Set the listing down again, exactly as it stands below.
─── Available data ───
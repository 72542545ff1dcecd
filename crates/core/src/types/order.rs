//! Backend-owned order types, read by this core only after creation.

use rust_decimal::Decimal;
use serde::{Deserialize, Serialize};

use super::id::OrderId;

/// Order status values the backend reports.
///
/// The checkout core only ever *writes* `Processing` or `Pending`; the rest
/// show up when reading an order back.
#[derive(Debug, Clone, Copy, PartialEq, Eq, Serialize, Deserialize)]
#[serde(rename_all = "kebab-case")]
pub enum OrderStatus {
    Pending,
    Processing,
    OnHold,
    Completed,
    Cancelled,
    Refunded,
    Failed,
    Trash,
}

impl OrderStatus {
    /// Wire value as the backend spells it.
    #[must_use]
    pub const fn as_str(self) -> &'static str {
        match self {
            Self::Pending => "pending",
            Self::Processing => "processing",
            Self::OnHold => "on-hold",
            Self::Completed => "completed",
            Self::Cancelled => "cancelled",
            Self::Refunded => "refunded",
            Self::Failed => "failed",
            Self::Trash => "trash",
        }
    }
}

/// A created order as the backend returns it.
///
/// Only the fields checkout displays or reconciles against; the backend
/// sends far more, which serde ignores.
#[derive(Debug, Clone, PartialEq, Eq, Serialize, Deserialize)]
pub struct Order {
    pub id: OrderId,
    /// Customer-facing order number (may differ from the id).
    pub number: String,
    pub status: OrderStatus,
    /// Grand total as the backend's decimal string.
    pub total: String,
    #[serde(default)]
    pub payment_method_title: String,
    #[serde(default)]
    pub transaction_id: String,
}

impl Order {
    /// Grand total as a `Decimal`, zero if the backend sent garbage.
    #[must_use]
    pub fn total_amount(&self) -> Decimal {
        self.total.trim().parse().unwrap_or_default()
    }
}

#[cfg(test)]
#[allow(clippy::unwrap_used)]
mod tests {
    use super::*;

    #[test]
    fn test_status_wire_values() {
        assert_eq!(OrderStatus::Processing.as_str(), "processing");
        assert_eq!(OrderStatus::OnHold.as_str(), "on-hold");
        assert_eq!(
            serde_json::to_string(&OrderStatus::OnHold).unwrap(),
            "\"on-hold\""
        );
    }

    #[test]
    fn test_order_ignores_extra_fields() {
        let json = r#"{
            "id": 812,
            "number": "812",
            "status": "processing",
            "total": "220.00",
            "payment_method_title": "UPI",
            "transaction_id": "pay_123",
            "currency": "INR",
            "line_items": []
        }"#;
        let order: Order = serde_json::from_str(json).unwrap();
        assert_eq!(order.id, OrderId::new(812));
        assert_eq!(order.total_amount(), "220.00".parse().unwrap());
    }
}
//! CLI argument definitions using clap
//!
//! Commands:
//! - latticefs init --config <path>
//! - latticefs register --config <path>
//! - latticefs run --config <path>

use clap::{Parser, Subcommand};
use std::path::PathBuf;

/// latticefs - A single-operator, mandatory-access-control document vault
#[derive(Parser, Debug)]
#[command(name = "latticefs")]
#[command(version, about, long_about = None)]
pub struct Cli {
    #[command(subcommand)]
    pub command: Command,
}

#[derive(Subcommand, Debug)]
pub enum Command {
    /// Create the configuration and empty data files
    Init {
        /// Path to configuration file
        #[arg(long, default_value = "./latticefs.json")]
        config: PathBuf,
    },

    /// Register a new operator interactively
    Register {
        /// Path to configuration file
        #[arg(long, default_value = "./latticefs.json")]
        config: PathBuf,
    },

    /// Start an interactive session
    Run {
        /// Path to configuration file
        #[arg(long, default_value = "./latticefs.json")]
        config: PathBuf,
    },
}

impl Cli {
    /// Parse command line arguments
    pub fn parse_args() -> Self {
        Cli::parse()
    }
}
───
» Written response:
repository 72542545ff1dcecd
filename crates/core/src/types/order.rs
//! Backend-owned order types, read by this core only after creation.

use rust_decimal::Decimal;
use serde::{Deserialize, Serialize};

use super::id::OrderId;

/// Order status values the backend reports.
///
/// The checkout core only ever *writes* `Processing` or `Pending`; the rest
/// show up when reading an order back.
#[derive(Debug, Clone, Copy, PartialEq, Eq, Serialize, Deserialize)]
#[serde(rename_all = "kebab-case")]
pub enum OrderStatus {
    Pending,
    Processing,
    OnHold,
    Completed,
    Cancelled,
    Refunded,
    Failed,
    Trash,
}

impl OrderStatus {
    /// Wire value as the backend spells it.
    #[must_use]
    pub const fn as_str(self) -> &'static str {
        match self {
            Self::Pending => "pending",
            Self::Processing => "processing",
            Self::OnHold => "on-hold",
            Self::Completed => "completed",
            Self::Cancelled => "cancelled",
            Self::Refunded => "refunded",
            Self::Failed => "failed",
            Self::Trash => "trash",
        }
    }
}

/// A created order as the backend returns it.
///
/// Only the fields checkout displays or reconciles against; the backend
/// sends far more, which serde ignores.
#[derive(Debug, Clone, PartialEq, Eq, Serialize, Deserialize)]
pub struct Order {
    pub id: OrderId,
    /// Customer-facing order number (may differ from the id).
    pub number: String,
    pub status: OrderStatus,
    /// Grand total as the backend's decimal string.
    pub total: String,
    #[serde(default)]
    pub payment_method_title: String,
    #[serde(default)]
    pub transaction_id: String,
}

impl Order {
    /// Grand total as a `Decimal`, zero if the backend sent garbage.
    #[must_use]
    pub fn total_amount(&self) -> Decimal {
        self.total.trim().parse().unwrap_or_default()
    }
}

#[cfg(test)]
#[allow(clippy::unwrap_used)]
mod tests {
    use super::*;

    #[test]
    fn test_status_wire_values() {
        assert_eq!(OrderStatus::Processing.as_str(), "processing");
        assert_eq!(OrderStatus::OnHold.as_str(), "on-hold");
        assert_eq!(
            serde_json::to_string(&OrderStatus::OnHold).unwrap(),
            "\"on-hold\""
        );
    }

    #[test]
    fn test_order_ignores_extra_fields() {
        let json = r#"{
            "id": 812,
            "number": "812",
            "status": "processing",
            "total": "220.00",
            "payment_method_title": "UPI",
            "transaction_id": "pay_123",
            "currency": "INR",
            "line_items": []
        }"#;
        let order: Order = serde_json::from_str(json).unwrap();
        assert_eq!(order.id, OrderId::new(812));
        assert_eq!(order.total_amount(), "220.00".parse().unwrap());
    }
}
//! CLI argument definitions using clap
//!
//! Commands:
//! - latticefs init --config <path>
//! - latticefs register --config <path>
//! - latticefs run --config <path>

use clap::{Parser, Subcommand};
use std::path::PathBuf;

/// latticefs - A single-operator, mandatory-access-control document vault
#[derive(Parser, Debug)]
#[command(name = "latticefs")]
#[command(version, about, long_about = None)]
pub struct Cli {
    #[command(subcommand)]
    pub command: Command,
}

#[derive(Subcommand, Debug)]
pub enum Command {
    /// Create the configuration and empty data files
    Init {
        /// Path to configuration file
        #[arg(long, default_value = "./latticefs.json")]
        config: PathBuf,
    },

    /// Register a new operator interactively
    Register {
        /// Path to configuration file
        #[arg(long, default_value = "./latticefs.json")]
        config: PathBuf,
    },

    /// Start an interactive session
    Run {
        /// Path to configuration file
        #[arg(long, default_value = "./latticefs.json")]
        config: PathBuf,
    },
}

impl Cli {
    /// Parse command line arguments
    pub fn parse_args() -> Self {
        Cli::parse()
    }
}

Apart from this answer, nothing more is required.